Indrasaurus Temporal range: Early Cretaceous, 120 Ma PreꞒ Ꞓ O S D C P T J K Pg N ↓

Scientific classification
- Domain: Eukaryota
- Kingdom: Animalia
- Phylum: Chordata
- Class: Reptilia
- Order: Squamata
- Informal group: Scleroglossa
- Genus: †Indrasaurus O'Connor et al., 2019
- Species: †I. wangi
- Binomial name: †Indrasaurus wangi O'Connor et al., 2019

= Indrasaurus =

- Authority: O'Connor et al., 2019
- Parent authority: O'Connor et al., 2019

Genus of lizards

Indrasaurus is a genus of extinct lizards, containing one species, Indrasaurus wangi.
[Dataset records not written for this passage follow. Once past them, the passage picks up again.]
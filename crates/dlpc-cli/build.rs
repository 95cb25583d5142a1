use std::env;
use std::process::Command;

// Stamps `dlpc --version` with the short commit and its date.
fn main() {
    println!("cargo:rerun-if-changed=build.rs");
    println!("cargo:rerun-if-env-changed=GITHUB_SHA");

    let commit = env::var("GITHUB_SHA")
        .ok()
        .filter(|sha| !sha.is_empty())
        .map(|sha| sha.chars().take(7).collect())
        .or_else(|| git(&["rev-parse", "--short=7", "HEAD"]))
        .unwrap_or_else(|| "unknown".to_string());
    let date = git(&["log", "-1", "--format=%cs"]).unwrap_or_else(|| "unknown".to_string());

    println!("cargo:rustc-env=DLPC_BUILD_COMMIT={commit}");
    println!("cargo:rustc-env=DLPC_BUILD_DATE={date}");
}

fn git(args: &[&str]) -> Option<String> {
    let output = Command::new("git").args(args).output().ok()?;
    if !output.status.success() {
        return None;
    }
    let value = String::from_utf8_lossy(&output.stdout).trim().to_string();
    (!value.is_empty()).then_some(value)
}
Its fossil remains were found as stomach contents of a Microraptor fossil specimen found in the Liaoning province, China in 2003. It was found by a team of paleontologists led by Professor Jingmai O'Connor from the Institute of Vertebrate Paleontology and Paleoanthropology (IVPP), together with researchers from the Shandong Tianyu Museum of Nature. The stomach content of the Microraptor was not recognised by scientists when it was first uncovered. On further examination by scientists in 2019, the Microraptor stomach contents were revealed to contain the fully swallowed remains of a previously unknown lizard species. Following this, the new species was formally described and named in 2019. The species was named after Prof. Wang Yuan of IVPP, also the director of the Paleozoological Museum of China at the time of identification of the species and an expert on the paleoherpetofauna of China. The name Indrasaurus was inspired by a Vedic legend in which god Indra was swallowed by the dragon Vritra during a great battle (the dragon in the legend being equated with the Microraptor specimen that had swallowed the lizard specimen).